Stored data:
——————
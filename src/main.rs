mod cache;
mod cli;
mod config;
mod context;
mod display;
mod executor;
mod ollama;
mod repl;
mod router;
mod session;
mod spinner;
mod util;

use clap::Parser;
use cli::{Cli, Commands};

fn main() -> anyhow::Result<()> {
    tracing_subscriber::fmt()
        .with_env_filter(tracing_subscriber::EnvFilter::from_default_env())
        .with_writer(std::io::stderr)
        .init();

    let cli = Cli::parse();

    tokio::runtime::Builder::new_multi_thread()
        .enable_all()
        .build()?
        .block_on(async_main(cli))
}

async fn async_main(cli: Cli) -> anyhow::Result<()> {
    match cli.command {
        Some(Commands::Version) => {
            println!(
                "{}",
                include_str!(concat!(env!("OUT_DIR"), "/long_version.txt"))
            );
        }

        Some(Commands::Config) => {
            let config = config::ConfigStore::load()?;
            display::dim(&format!("# {}", util::display_path(config.path())));
            println!("{}", config.to_pretty());
        }

        None => {
            let config = config::ConfigStore::load()?;
            #[cfg(unix)]
            repl::maybe_relaunch_with_sudo(&config)?;
            repl::run(config).await?;
        }
    }

    Ok(())
}
use clap::{Parser, Subcommand};

#[derive(Parser)]
#[command(
    name = "sagesh",
    version = env!("SAGESH_BUILD_VERSION"),
    long_version = include_str!(concat!(env!("OUT_DIR"), "/long_version.txt")),
    about = "AI-augmented interactive shell"
)]
pub struct Cli {
    /// With no subcommand, start the interactive shell.
    #[command(subcommand)]
    pub command: Option<Commands>,
}

#[derive(Subcommand)]
pub enum Commands {
    /// Print the resolved configuration
    Config,

    /// Print detailed version information
    Version,
}

#[cfg(test)]
mod tests {
    use super::*;

    #[test]
    fn parses_bare_invocation_as_interactive() {
        let cli = Cli::try_parse_from(["sagesh"]).expect("bare invocation should parse");
        assert!(cli.command.is_none());
    }

    #[test]
    fn parses_config_subcommand() {
        let cli = Cli::try_parse_from(["sagesh", "config"]).expect("config should parse");
        match cli.command {
            Some(Commands::Config) => {}
            _ => panic!("expected config command"),
        }
    }

    #[test]
    fn parses_version_subcommand() {
        let cli = Cli::try_parse_from(["sagesh", "version"]).expect("version should parse");
        match cli.command {
            Some(Commands::Version) => {}
            _ => panic!("expected version command"),
        }
    }

    #[test]
    fn rejects_unknown_subcommand() {
        let text = match Cli::try_parse_from(["sagesh", "bogus"]) {
            Ok(_) => panic!("expected parser error"),
            Err(err) => err.to_string(),
        };
        assert!(
            text.contains("unrecognized subcommand") || text.contains("invalid subcommand"),
            "unexpected error text: {text}"
        );
    }
}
——————
Task details:
Restate all of the entries exactly, please.

Solution:
filename src/main.rs
mod cache;
mod cli;
mod config;
mod context;
mod display;
mod executor;
mod ollama;
mod repl;
mod router;
mod session;
mod spinner;
mod util;

use clap::Parser;
use cli::{Cli, Commands};

fn main() -> anyhow::Result<()> {
    tracing_subscriber::fmt()
        .with_env_filter(tracing_subscriber::EnvFilter::from_default_env())
        .with_writer(std::io::stderr)
        .init();

    let cli = Cli::parse();

    tokio::runtime::Builder::new_multi_thread()
        .enable_all()
        .build()?
        .block_on(async_main(cli))
}

async fn async_main(cli: Cli) -> anyhow::Result<()> {
    match cli.command {
        Some(Commands::Version) => {
            println!(
                "{}",
                include_str!(concat!(env!("OUT_DIR"), "/long_version.txt"))
            );
        }

        Some(Commands::Config) => {
            let config = config::ConfigStore::load()?;
            display::dim(&format!("# {}", util::display_path(config.path())));
            println!("{}", config.to_pretty());
        }

        None => {
            let config = config::ConfigStore::load()?;
            #[cfg(unix)]
            repl::maybe_relaunch_with_sudo(&config)?;
            repl::run(config).await?;
        }
    }

    Ok(())
}
use clap::{Parser, Subcommand};

#[derive(Parser)]
#[command(
    name = "sagesh",
    version = env!("SAGESH_BUILD_VERSION"),
    long_version = include_str!(concat!(env!("OUT_DIR"), "/long_version.txt")),
    about = "AI-augmented interactive shell"
)]
pub struct Cli {
    /// With no subcommand, start the interactive shell.
    #[command(subcommand)]
    pub command: Option<Commands>,
}

#[derive(Subcommand)]
pub enum Commands {
    /// Print the resolved configuration
    Config,

    /// Print detailed version information
    Version,
}

#[cfg(test)]
mod tests {
    use super::*;

    #[test]
    fn parses_bare_invocation_as_interactive() {
        let cli = Cli::try_parse_from(["sagesh"]).expect("bare invocation should parse");
        assert!(cli.command.is_none());
    }

    #[test]
    fn parses_config_subcommand() {
        let cli = Cli::try_parse_from(["sagesh", "config"]).expect("config should parse");
        match cli.command {
            Some(Commands::Config) => {}
            _ => panic!("expected config command"),
        }
    }

    #[test]
    fn parses_version_subcommand() {
        let cli = Cli::try_parse_from(["sagesh", "version"]).expect("version should parse");
        match cli.command {
            Some(Commands::Version) => {}
            _ => panic!("expected version command"),
        }
    }

    #[test]
    fn rejects_unknown_subcommand() {
        let text = match Cli::try_parse_from(["sagesh", "bogus"]) {
            Ok(_) => panic!("expected parser error"),
            Err(err) => err.to_string(),
        };
        assert!(
            text.contains("unrecognized subcommand") || text.contains("invalid subcommand"),
            "unexpected error text: {text}"
        );
    }
}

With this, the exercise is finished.